Please, go and test it (still very early release, might have some rough edges). Please, let us know if you encounter any issue and open it in the repo!

cc @cpsievert: you mentioned ggrepel back in 2021; this is exactly that, implemented as an R wrapper over plotly.js. @nicolaskruchten @jackparmer @alexcjohnson: in case this is useful or could inform a native implementation. @DustinCai @camdecoster: this directly addresses what you were asking for.

textposition can only push until one of the corners is just touching the point, it can't push farther out (which would require adding a line or something, like we have for annotations), so you can still connect the text back to the point. Would you be comfortable with a v1 of this feature that simply starts removing some text when we can't accommodate it all touching the points, or do we need to keep pushing farther away and draw lines (and ensuring the lines don't cross each other or other text labels...)?

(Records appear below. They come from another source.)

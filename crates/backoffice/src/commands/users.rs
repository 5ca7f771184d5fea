//! Users command - user management.

use anyhow::{Result, bail};
use backoffice_client::{NewUser, User, UserQuery, UserUpdate, validate_id};
use clap::{Args, Subcommand};
use console::{Style, style};

use super::{Context, print_json, print_success, truncate};

/// Arguments for the users command.
#[derive(Args, Debug)]
pub struct UsersArgs {
    #[command(subcommand)]
    pub command: Option<UsersCommand>,
}

#[derive(Subcommand, Debug)]
pub enum UsersCommand {
    /// List users (default)
    List {
        /// Page number
        #[arg(short, long)]
        page: Option<u32>,

        /// Page size
        #[arg(short, long)]
        size: Option<u32>,
    },

    /// Show a specific user
    Show {
        /// User ID
        id: String,
    },

    /// Create a user
    Create(CreateUserArgs),

    /// Update fields of a user
    Update {
        /// User ID
        id: String,

        #[command(flatten)]
        fields: UpdateUserArgs,
    },

    /// Delete a user
    Delete {
        /// User ID
        id: String,
    },
}

#[derive(Args, Debug)]
pub struct CreateUserArgs {
    #[arg(long)]
    pub first_name: String,
    #[arg(long)]
    pub middle_name: Option<String>,
    #[arg(long)]
    pub last_name: String,
    #[arg(long)]
    pub mother_maiden_name: Option<String>,
    #[arg(long)]
    pub user_name: Option<String>,
    /// Date of birth (YYYY-MM-DD)
    #[arg(long)]
    pub date_of_birth: String,
    #[arg(long)]
    pub email: String,
    /// Password hash as expected by the API
    #[arg(long)]
    pub hashed_password: String,
    #[arg(long)]
    pub role_id: String,
}

impl From<CreateUserArgs> for NewUser {
    fn from(args: CreateUserArgs) -> Self {
        NewUser {
            user_name: args.user_name,
            first_name: args.first_name,
            middle_name: args.middle_name,
            last_name: args.last_name,
            mother_maiden_name: args.mother_maiden_name,
            date_of_birth: args.date_of_birth,
            email: args.email,
            hashed_password: args.hashed_password,
            role_id: args.role_id,
        }
    }
}

#[derive(Args, Debug)]
pub struct UpdateUserArgs {
    #[arg(long)]
    pub first_name: Option<String>,
    #[arg(long)]
    pub middle_name: Option<String>,
    #[arg(long)]
    pub last_name: Option<String>,
    #[arg(long)]
    pub mother_maiden_name: Option<String>,
    #[arg(long)]
    pub user_name: Option<String>,
    #[arg(long)]
    pub date_of_birth: Option<String>,
    #[arg(long)]
    pub email: Option<String>,
    #[arg(long)]
    pub hashed_password: Option<String>,
    #[arg(long)]
    pub role_id: Option<String>,
}

impl From<UpdateUserArgs> for UserUpdate {
    fn from(args: UpdateUserArgs) -> Self {
        UserUpdate {
            user_name: args.user_name,
            first_name: args.first_name,
            middle_name: args.middle_name,
            last_name: args.last_name,
            mother_maiden_name: args.mother_maiden_name,
            date_of_birth: args.date_of_birth,
            email: args.email,
            hashed_password: args.hashed_password,
            role_id: args.role_id,
        }
    }
}

/// Run the users command.
pub async fn run(args: UsersArgs, ctx: &Context) -> Result<()> {
    let cmd = args.command.unwrap_or(UsersCommand::List {
        page: None,
        size: None,
    });
    let users = ctx.client.users();

    match cmd {
        UsersCommand::List { page, size } => {
            ctx.enter("/users")?;
            let result = users
                .list(UserQuery { page, size })
                .await
                .map_err(|e| ctx.api_failure(e))?;

            if ctx.json_output {
                return print_json(&result);
            }

            let dim = Style::new().dim();
            println!("{}", style("Users").bold());
            println!("{}", dim.apply_to("─".repeat(60)));
            if result.items.is_empty() {
                println!("{}", dim.apply_to("No users found"));
            }
            for user in &result.items {
                println!(
                    "{} {} {}",
                    dim.apply_to(format!("[{}]", truncate(&user.id, 12))),
                    truncate(&user.display_name(), 30),
                    dim.apply_to(&user.email)
                );
            }
            println!();
            println!(
                "{}",
                dim.apply_to(format!("{} of {} total", result.items.len(), result.total))
            );
        }
        UsersCommand::Show { id } => {
            validate_id(&id)?;
            ctx.enter(&format!("/users/{}", id))?;
            let user = users.get(&id).await.map_err(|e| ctx.api_failure(e))?;
            if ctx.json_output {
                return print_json(&user);
            }
            print_user(&user);
        }
        UsersCommand::Create(fields) => {
            ctx.enter("/users")?;
            let user = users
                .create(fields.into())
                .await
                .map_err(|e| ctx.api_failure(e))?;
            if ctx.json_output {
                return print_json(&user);
            }
            print_success(format!("User created: {}", user.id));
        }
        UsersCommand::Update { id, fields } => {
            validate_id(&id)?;
            ctx.enter(&format!("/users/{}", id))?;
            let update = UserUpdate::from(fields);
            if update.is_empty() {
                bail!("nothing to update; pass at least one field flag");
            }
            let user = users
                .update(&id, update)
                .await
                .map_err(|e| ctx.api_failure(e))?;
            if ctx.json_output {
                return print_json(&user);
            }
            print_success(format!("User updated: {}", user.id));
        }
        UsersCommand::Delete { id } => {
            validate_id(&id)?;
            ctx.enter("/users")?;
            users.delete(&id).await.map_err(|e| ctx.api_failure(e))?;
            if ctx.json_output {
                return print_json(&serde_json::json!({ "deleted": id }));
            }
            print_success(format!("User deleted: {}", id));
        }
    }

    Ok(())
}

fn print_user(user: &User) {
    let dim = Style::new().dim();
    println!("{}", style(user.display_name()).bold());
    println!("{}", dim.apply_to("─".repeat(40)));
    println!("  {} {}", dim.apply_to("ID:"), user.id);
    if let Some(name) = &user.user_name {
        println!("  {} {}", dim.apply_to("Username:"), name);
    }
    println!("  {} {}", dim.apply_to("Email:"), user.email);
    println!("  {} {}", dim.apply_to("Born:"), user.date_of_birth);
    match &user.role {
        Some(role) => println!("  {} {} ({})", dim.apply_to("Role:"), role.name, role.id),
        None => println!("  {} {}", dim.apply_to("Role:"), user.role_id),
    }
}
//! Config command - configuration management.

use anyhow::{Result, bail};
use clap::{Args, Subcommand};
use serde::Serialize;

use backoffice_config::{self, ClientConfig};

use super::{Context, print_json, print_success};

/// Arguments for the config command.
#[derive(Args, Debug)]
pub struct ConfigArgs {
    #[command(subcommand)]
    pub command: ConfigCommand,
}

#[derive(Subcommand, Debug)]
pub enum ConfigCommand {
    /// Show resolved configuration
    Show,

    /// Show configuration file path
    Path,

    /// Store the API origin in the config file
    SetUrl {
        /// API origin (e.g., https://admin-api.example.com)
        url: String,
    },

    /// Store the request timeout in the config file
    SetTimeout {
        /// Timeout in seconds
        seconds: u64,
    },
}

#[derive(Serialize)]
struct ResolvedConfig<'a> {
    api_url: &'a str,
    timeout_secs: u64,
    storage_path: String,
    cache_default_ttl_ms: u64,
    cache_capacity: usize,
    config_file: Option<String>,
}

/// Run the config command.
pub async fn run(args: ConfigArgs, ctx: &Context) -> Result<()> {
    match args.command {
        ConfigCommand::Show => cmd_show(ctx),
        ConfigCommand::Path => cmd_path(ctx),
        ConfigCommand::SetUrl { url } => cmd_set_url(&url, ctx),
        ConfigCommand::SetTimeout { seconds } => cmd_set_timeout(seconds, ctx),
    }
}

fn cmd_show(ctx: &Context) -> Result<()> {
    let config = backoffice_config::load_client_config()?;
    let path = backoffice_config::client_config_path();

    let resolved = ResolvedConfig {
        api_url: &ctx.api_url,
        timeout_secs: config.timeout().as_secs(),
        storage_path: config.storage_path().display().to_string(),
        cache_default_ttl_ms: config.cache.default_ttl_ms,
        cache_capacity: config.cache.capacity,
        config_file: path
            .as_ref()
            .filter(|p| p.exists())
            .map(|p| p.display().to_string()),
    };

    if ctx.json_output {
        return print_json(&resolved);
    }

    println!("# Backoffice Configuration\n");
    match &resolved.config_file {
        Some(file) => println!("Config file: {}\n", file),
        None => println!("No config file loaded (using defaults)\n"),
    }
    println!("  api-url:      {}", resolved.api_url);
    println!("  timeout:      {}s", resolved.timeout_secs);
    println!("  storage-path: {}", resolved.storage_path);
    println!("  cache ttl:    {}ms", resolved.cache_default_ttl_ms);
    println!("  cache size:   {}", resolved.cache_capacity);

    if ctx.verbose {
        println!("\n---\nRaw config:\n");
        println!("{}", config.to_yaml()?);
    }

    Ok(())
}

fn cmd_path(ctx: &Context) -> Result<()> {
    let Some(path) = backoffice_config::client_config_path() else {
        bail!("could not determine config directory");
    };
    if ctx.json_output {
        return print_json(&serde_json::json!({
            "path": path.display().to_string(),
            "exists": path.exists(),
        }));
    }
    println!("{}", path.display());
    Ok(())
}

fn update_config(ctx: &Context, apply: impl FnOnce(&mut ClientConfig)) -> Result<()> {
    let mut config = backoffice_config::load_client_config()?;
    apply(&mut config);
    backoffice_config::save_client_config(&config)?;
    if ctx.verbose
        && let Some(path) = backoffice_config::client_config_path()
    {
        println!("wrote {}", path.display());
    }
    Ok(())
}

fn cmd_set_url(url: &str, ctx: &Context) -> Result<()> {
    let url = url.trim();
    if url.is_empty() {
        bail!("API URL must not be empty");
    }
    url::Url::parse(url).map_err(|e| anyhow::anyhow!("invalid API URL '{}': {}", url, e))?;

    update_config(ctx, |config| config.api_url = Some(url.to_string()))?;
    print_success(format!("API URL set to {}", url));
    Ok(())
}

fn cmd_set_timeout(seconds: u64, ctx: &Context) -> Result<()> {
    if seconds == 0 {
        bail!("timeout must be at least one second");
    }
    update_config(ctx, |config| config.timeout = Some(seconds))?;
    print_success(format!("Timeout set to {}s", seconds));
    Ok(())
}
//! Session store for the backoffice client.
//!
//! This crate provides:
//! - [`SessionStore`]: the current token and role, persisted through a
//!   [`KeyValueStorage`] backend and exposed to the HTTP client as a
//!   [`TokenSource`](backoffice_client::TokenSource)
//! - [`FileStorage`] and [`MemoryStorage`] backends
//! - [`Navigator`]: the hook used for hard redirects on forced logout
//!
//! # Example
//!
//! ```rust,ignore
//! use std::sync::Arc;
//! use backoffice_session::{FileStorage, SessionStore};
//!
//! let storage = Arc::new(FileStorage::new("/tmp/backoffice/session.json"));
//! let session = Arc::new(SessionStore::new(storage)?);
//! client.set_token_source(session.clone());
//! ```

mod error;
mod navigator;
mod storage;
mod store;

pub use error::{Error, Result};
pub use navigator::{LogNavigator, Navigator};
pub use storage::{FileStorage, KeyValueStorage, MemoryStorage};
pub use store::{LOGIN_PATH, ROLE_KEY, Session, SessionStore, TOKEN_KEY, USER_KEY};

Looks like there is some nice prior art: https://github.com/tinker10/D3-Labeler (cc @archmoj )

Would you be comfortable with a v1 of this feature that simply starts removing some text when we can't accommodate it all touching the points

Yes! Speaking with @derek179 today, this was apparently the method Tableau uses.

yeah, we'd also need like a textpriority or something to help us determine which text hides which text

Our contour seems to have a similar feature. @alexcjohnson is that correct?

Might be nice if there were a modebar button in scatter plots where you could toggle these labels.

Our contour seems to have a similar feature.

True, contour automatically moves labels around on the contour lines in order to keep them as far apart as possible (with adjustments to bias them toward horizontal and away from the edges). Might be something we could borrow from that...

Might be nice if there were a modebar button in scatter plots where you could toggle these labels.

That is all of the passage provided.